Early myocardial gadolinium enhancement (hyperemia, capillary leakage)
Data on the early phase of gadolinium-DTPA washout have to be obtained over an
extended period within the first 5 minutes after injection. The best way to achieve this is
to start scanning about 10 seconds after injection (i.e. after the first pass) and obtaining
the bulk of (contrast) data during the first 3 minutes after gadolinium injection.
“Snapshots” at any singular time point obtained by breath-held sequences do not provide
reproducible values and thus are not recommended.

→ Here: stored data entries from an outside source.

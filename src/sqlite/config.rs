use std::future::Future;
use std::sync::Arc;
use std::time::Duration;

use bb8::ManageConnection;
use rusqlite::{Connection, InterruptHandle};
use tokio::sync::Mutex;

use crate::error::SqlCapError;

use super::connection::SqliteDb;

/// A pooled `SQLite` connection.
///
/// The `rusqlite::Connection` sits behind an async mutex so blocking work can run on
/// `spawn_blocking`; the interrupt handle lives outside the lock so an in-flight statement
/// can be stopped while the worker holds it.
#[derive(Clone)]
pub struct SqliteConn {
    pub(crate) inner: Arc<Mutex<Connection>>,
    pub(crate) interrupt: Arc<InterruptHandle>,
}

impl SqliteConn {
    fn new(conn: Connection) -> Self {
        let interrupt = Arc::new(conn.get_interrupt_handle());
        Self {
            inner: Arc::new(Mutex::new(conn)),
            interrupt,
        }
    }
}

/// bb8 manager for `SQLite` connections.
#[derive(Debug, Clone)]
pub struct SqliteManager {
    db_path: String,
    busy_timeout: Duration,
    wal: bool,
}

impl SqliteManager {
    #[must_use]
    pub fn new(options: &SqliteOptions) -> Self {
        Self {
            db_path: options.db_path.clone(),
            busy_timeout: options.busy_timeout,
            wal: options.wal,
        }
    }
}

impl ManageConnection for SqliteManager {
    type Connection = SqliteConn;
    type Error = rusqlite::Error;

    #[allow(clippy::manual_async_fn)]
    fn connect(&self) -> impl Future<Output = Result<Self::Connection, Self::Error>> + Send {
        let manager = self.clone();
        async move {
            let conn = Connection::open(&manager.db_path)?;
            conn.busy_timeout(manager.busy_timeout)?;
            if manager.wal {
                conn.execute_batch("PRAGMA journal_mode = WAL;")?;
            }
            Ok(SqliteConn::new(conn))
        }
    }

    #[allow(clippy::manual_async_fn)]
    fn is_valid(
        &self,
        conn: &mut Self::Connection,
    ) -> impl Future<Output = Result<(), Self::Error>> + Send {
        async move {
            let guard = conn.inner.lock().await;
            guard.query_row("SELECT 1", [], |_| Ok(()))
        }
    }

    fn has_broken(&self, _conn: &mut Self::Connection) -> bool {
        false
    }
}

/// Options for configuring a `SQLite` pool.
#[derive(Debug, Clone)]
pub struct SqliteOptions {
    pub db_path: String,
    pub max_connections: u32,
    pub busy_timeout: Duration,
    /// Switch new connections to WAL journaling.
    pub wal: bool,
}

impl SqliteOptions {
    #[must_use]
    pub fn new(db_path: impl Into<String>) -> Self {
        Self {
            db_path: db_path.into(),
            max_connections: 8,
            busy_timeout: Duration::from_secs(5),
            wal: true,
        }
    }

    #[must_use]
    pub fn builder(db_path: impl Into<String>) -> SqliteOptionsBuilder {
        SqliteOptionsBuilder::new(db_path)
    }

    /// # Errors
    /// Returns `SqlCapError::ConfigError` for an empty path or a zero-sized pool.
    pub fn validate(&self) -> Result<(), SqlCapError> {
        if self.db_path.trim().is_empty() {
            return Err(SqlCapError::ConfigError("db_path is required".to_string()));
        }
        if self.max_connections == 0 {
            return Err(SqlCapError::ConfigError(
                "max_connections must be at least 1".to_string(),
            ));
        }
        Ok(())
    }
}

/// Fluent builder for `SQLite` options.
#[derive(Debug, Clone)]
pub struct SqliteOptionsBuilder {
    opts: SqliteOptions,
}

impl SqliteOptionsBuilder {
    #[must_use]
    pub fn new(db_path: impl Into<String>) -> Self {
        Self {
            opts: SqliteOptions::new(db_path),
        }
    }

    #[must_use]
    pub fn max_connections(mut self, max_connections: u32) -> Self {
        self.opts.max_connections = max_connections;
        self
    }

    #[must_use]
    pub fn busy_timeout(mut self, busy_timeout: Duration) -> Self {
        self.opts.busy_timeout = busy_timeout;
        self
    }

    #[must_use]
    pub fn wal(mut self, wal: bool) -> Self {
        self.opts.wal = wal;
        self
    }

    #[must_use]
    pub fn finish(self) -> SqliteOptions {
        self.opts
    }

    /// Build the pool and return a connection handle.
    ///
    /// # Errors
    ///
    /// Returns `SqlCapError` if the options are invalid, or pool creation or the initial
    /// smoke test fails.
    pub async fn build(self) -> Result<SqliteDb, SqlCapError> {
        SqliteDb::connect(self.finish()).await
    }
}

For myocardial EGE, a standard fast spin echo sequence should be applied, using
parameters which provide sufficient T1 weighting (see Table 6 of paper). An echo train
length of less than 4 is desirable to maximize T1 weighting. It is of paramount
importance to ensure identical imaging parameters between pre- and post-gadolinium
data acquisition. Thus, auto-shimming and other pre-scan algorithms have to be
deactivated for the post-gadolinium acquisition.
In many patients, localized regions with very high signal intensity can be
observed, indicating focal inflammation (8). Nevertheless, quantitative evaluation of the
global myocardial EGEr of myocardium relative to skeletal muscle should be performed.
An enhancement ratio of 4.0 or higher indicates myocardial inflammation.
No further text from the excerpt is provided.